Retrouvez le regard libre d'Elisabeth Lévy chaque matin sur sudradio.fr.
Vous voulez revenir sur une vidéo qui a beaucoup tourné...
Elle a été postée le week-end dernier par Eric Tricot, infirmier anesthésiste à Créteil, proche de Sud. Une sorte de gilet jaune en blouse bleue. Il faut d’abord saluer son dévouement et son travail. Dans une de ses dernières vidéos, est fier de montrer un patient sauvé et il a raison.
Celle dont il est question ici, est d’une tonalité plus politique et passablement haineuse.
Voici ce qu’elle dit : “un petit message personnel, Je tiens à le dire à tous nos ministres. Taisez-vous, c’est indécent de vous entendre parler… Je vous le dis, je vous pointe du doigt, vous êtes responsables, vous avez du sang sur les mains alors taisez-vous !
D’accord, c’est passablement violent, mais des messages de ce genre il y en a des milliers. Pourquoi s’intéresser à celui-là ?
Précisément parce qu’il y en a des milliers, ce qui signifie qu’il reflète un état d’esprit fort répandu : la recherche du bouc émissaire. Il ne s’agit plus de pointer les erreurs des élus, mais de délégitimer les hommes, présentés comme des monstres avides d’argent et de pouvoir. Et de voir leur tête tomber.

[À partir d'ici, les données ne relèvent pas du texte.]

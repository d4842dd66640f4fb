use crate::common::error::{BurrowError, InvalidValue};
use anyhow::{anyhow, bail, ensure, Result};
use bytes::BufMut;
use std::{
    fmt::Display,
    net::{Ipv4Addr, Ipv6Addr, SocketAddr, SocketAddrV4, SocketAddrV6},
};
use tokio::{io::AsyncReadExt, net::lookup_host};

pub mod tcp;

macro_rules! ipv4_socket_address {
    ($ipv4:expr, $port:expr) => {
        Address::SocketAddress(SocketAddr::V4(SocketAddrV4::new($ipv4, $port)))
    };
}

macro_rules! ipv6_socket_address {
    ($ipv6:expr, $port:expr) => {
        Address::SocketAddress(SocketAddr::V6(SocketAddrV6::new($ipv6, $port, 0, 0)))
    };
}

pub(crate) use ipv4_socket_address;
pub(crate) use ipv6_socket_address;

#[rustfmt::skip]
mod consts {
    pub const SOCKS5_ADDR_TYPE_IPV4: u8 = 0x01;
    pub const SOCKS5_ADDR_TYPE_DOMAIN_NAME: u8 = 0x03;
    pub const SOCKS5_ADDR_TYPE_IPV6: u8 = 0x04;
}

/// Endpoint address as it appears on the SOCKS5 wire: either a socket
/// address (ATYP 0x01 / 0x04) or a length-prefixed domain name with
/// a port (ATYP 0x03).
#[rustfmt::skip]
#[derive(Debug, PartialEq, Eq, Hash, Clone)]
pub enum Address {
    SocketAddress(SocketAddr),
    DomainName(String, u16)
}

impl Address {
    /// Reads ATYP octet followed by the matching address payload and
    /// the big-endian port.
    pub async fn read_from<T: AsyncReadExt + Unpin>(stream: &mut T) -> Result<Address> {
        use consts::*;
        let address_type = stream.read_u8().await?;

        match address_type {
            SOCKS5_ADDR_TYPE_IPV4 => Address::read_ipv4(stream).await,
            SOCKS5_ADDR_TYPE_IPV6 => Address::read_ipv6(stream).await,
            SOCKS5_ADDR_TYPE_DOMAIN_NAME => Address::read_domain_name(stream).await,
            _ => bail!(BurrowError::DataError(InvalidValue::AddressType(address_type))),
        }
    }

    /// Writes ATYP octet, address payload and big-endian port to `buf`.
    pub fn write_to<T: BufMut>(&self, buf: &mut T) {
        match self {
            Address::SocketAddress(SocketAddr::V4(ipv4_addr)) => Address::write_ipv4(buf, ipv4_addr),
            Address::SocketAddress(SocketAddr::V6(ipv6_addr)) => Address::write_ipv6(buf, ipv6_addr),
            Address::DomainName(name, port) => Address::write_domain_name(buf, name, *port),
        }
    }

    /// Builds an address from a textual `host:port` endpoint, the way the
    /// proxy client advertises targets:
    /// * `localhost` maps to IPv4 loopback, not to a domain name
    /// * IPv4 / IPv6 literals (the latter with or without brackets) keep
    ///   their address family
    /// * anything else becomes a domain name
    pub fn from_target_str(target: &str) -> Result<Address> {
        let (host, port) = target
            .rsplit_once(':')
            .ok_or(BurrowError::MalformedTargetEndpoint(target.to_string()))?;

        let port = port
            .parse::<u16>()
            .map_err(|_| BurrowError::MalformedTargetEndpoint(target.to_string()))?;

        let host = host.trim_start_matches('[').trim_end_matches(']');

        if host.eq_ignore_ascii_case("localhost") {
            return Ok(ipv4_socket_address!(Ipv4Addr::LOCALHOST, port));
        }
        if let Ok(ipv4) = host.parse::<Ipv4Addr>() {
            return Ok(ipv4_socket_address!(ipv4, port));
        }
        if let Ok(ipv6) = host.parse::<Ipv6Addr>() {
            return Ok(ipv6_socket_address!(ipv6, port));
        }

        // Domain name must fit into the single length octet preceding it.
        if host.len() > u8::MAX as usize {
            bail!(BurrowError::DomainNameTooLong(host.len()));
        }

        Ok(Address::DomainName(host.to_string(), port))
    }

    pub async fn to_socket_addr(&self) -> Result<SocketAddr> {
        match self {
            Address::SocketAddress(sock_addr) => Ok(*sock_addr),
            Address::DomainName(hostname, port) => {
                // Resolve by means of builtin tokio DNS resolver
                let resolved_names = lookup_host(format!("{hostname:}:{port:}")).await?;
                // Take first found
                resolved_names
                    .into_iter()
                    .nth(0)
                    .ok_or(anyhow!(BurrowError::UnresolvedDomainName(hostname.to_string())))
            }
        }
    }

    fn write_ipv4<T: BufMut>(bytes: &mut T, ipv4_addr: &SocketAddrV4) {
        bytes.put_u8(consts::SOCKS5_ADDR_TYPE_IPV4);
        bytes.put_slice(&ipv4_addr.ip().octets());
        bytes.put_u16(ipv4_addr.port());
    }

    fn write_ipv6<T: BufMut>(bytes: &mut T, ipv6_addr: &SocketAddrV6) {
        bytes.put_u8(consts::SOCKS5_ADDR_TYPE_IPV6);
        bytes.put_slice(&ipv6_addr.ip().octets());
        bytes.put_u16(ipv6_addr.port());
    }

    fn write_domain_name<T: BufMut>(bytes: &mut T, name: &str, port: u16) {
        debug_assert!(name.len() <= u8::MAX as usize, "should be rejected before encoding");
        bytes.put_u8(consts::SOCKS5_ADDR_TYPE_DOMAIN_NAME);
        bytes.put_u8(name.len() as u8);
        bytes.put_slice(name.as_bytes());
        bytes.put_u16(port);
    }

    async fn read_ipv4<T: AsyncReadExt + Unpin>(stream: &mut T) -> Result<Address> {
        let ipv4 = Ipv4Addr::from(stream.read_u32().await?);
        let port = stream.read_u16().await?;

        Ok(ipv4_socket_address!(ipv4, port))
    }

    async fn read_ipv6<T: AsyncReadExt + Unpin>(stream: &mut T) -> Result<Address> {
        let mut octets = [0u8; 16];
        stream.read_exact(&mut octets).await?;
        let port = stream.read_u16().await?;

        Ok(ipv6_socket_address!(Ipv6Addr::from(octets), port))
    }

    async fn read_domain_name<T: AsyncReadExt + Unpin>(stream: &mut T) -> Result<Address> {
        let len = stream.read_u8().await?;
        // Domain name occupies 1 to 255 bytes on the wire.
        ensure!(len > 0, BurrowError::DataError(InvalidValue::DomainNameLength(len)));

        let mut buf = vec![0u8; len as usize];
        stream.read_exact(&mut buf).await?;

        let name = String::from_utf8(buf).map_err(BurrowError::DomainNameDecodingFailed)?;
        let port = stream.read_u16().await?;

        Ok(Address::DomainName(name, port))
    }
}

impl Display for Address {
    fn fmt(&self, f: &mut std::fmt::Formatter<'_>) -> std::fmt::Result {
        match self {
            Address::SocketAddress(sock) => write!(f, "{sock:}"),
            Address::DomainName(name, port) => write!(f, "{name:}:{port:}"),
        }
    }
}

#[cfg(test)]
mod tests {
    use super::*;
    use pretty_assertions::assert_eq;

    #[test]
    fn parse_localhost_as_ipv4_loopback() {
        assert_eq!(
            ipv4_socket_address!(Ipv4Addr::new(127, 0, 0, 1), 1080),
            Address::from_target_str("localhost:1080").unwrap()
        );
        assert_eq!(
            ipv4_socket_address!(Ipv4Addr::new(127, 0, 0, 1), 443),
            Address::from_target_str("LocalHost:443").unwrap()
        );
    }

    #[test]
    fn parse_address_literals() {
        assert_eq!(
            ipv4_socket_address!(Ipv4Addr::new(8, 8, 8, 8), 53),
            Address::from_target_str("8.8.8.8:53").unwrap()
        );
        assert_eq!(
            ipv6_socket_address!(Ipv6Addr::LOCALHOST, 8080),
            Address::from_target_str("[::1]:8080").unwrap()
        );
    }

    #[test]
    fn parse_domain_name() {
        assert_eq!(
            Address::DomainName("example.com".to_string(), 80),
            Address::from_target_str("example.com:80").unwrap()
        );
    }

    #[test]
    fn reject_malformed_targets() {
        assert!(Address::from_target_str("no-port-at-all").is_err());
        assert!(Address::from_target_str("example.com:66666").is_err());
        assert!(Address::from_target_str(&format!("{}:80", "a".repeat(300))).is_err());
    }
}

La critique n’exige pas la haine.
On peut comprendre que beaucoup de soignants enragent alors qu’ils tirent la sonnette d’alarme en vain depuis des années.
Oui, mais le résultat, c’est que beaucoup sont saisis par une forme d’ivresse victimaire. Il y a un narcissisme de la générosité. Ils ont eu raison avant tout le monde et aujourd’hui, ils sont en première ligne. Et ont donc le sentiment qu’ils ont moralement tous les droits, celui de donner des ordres à toute la société comme celui de traiter des ministres d’assassins. Les hashtags qui tournent annoncent la couleur : “On n’oubliera pas” ; “ils paieront” ; “rendez-vous au procès”.
Or, dans l’après-Covid, cette logique accusatoire risque de plomber le débat politique, transformé en chasse aux sorcières, et d’interdire le débat économique car il sera très difficile de résister aux exigences de nos héros.
Il faudra bien donner les moyens à notre système de santé.
On ne peut pas dire qu’il n’en avait pas. Nous avons eu collectivement tort de soumettre la santé à une régulation financière et bureaucratique. Mais nous nous tromperions tout autant en décrétant aujourd’hui que notre système de santé doit échapper à toute contrainte financière, autrement dit bénéficier de ressources illimitées. L’épidémie nous l’a une fois de plus montré, l’omniscience revendiquée par notre grand et bel État, par nos beaux et grands services publics, est souvent le masque de leur impotence.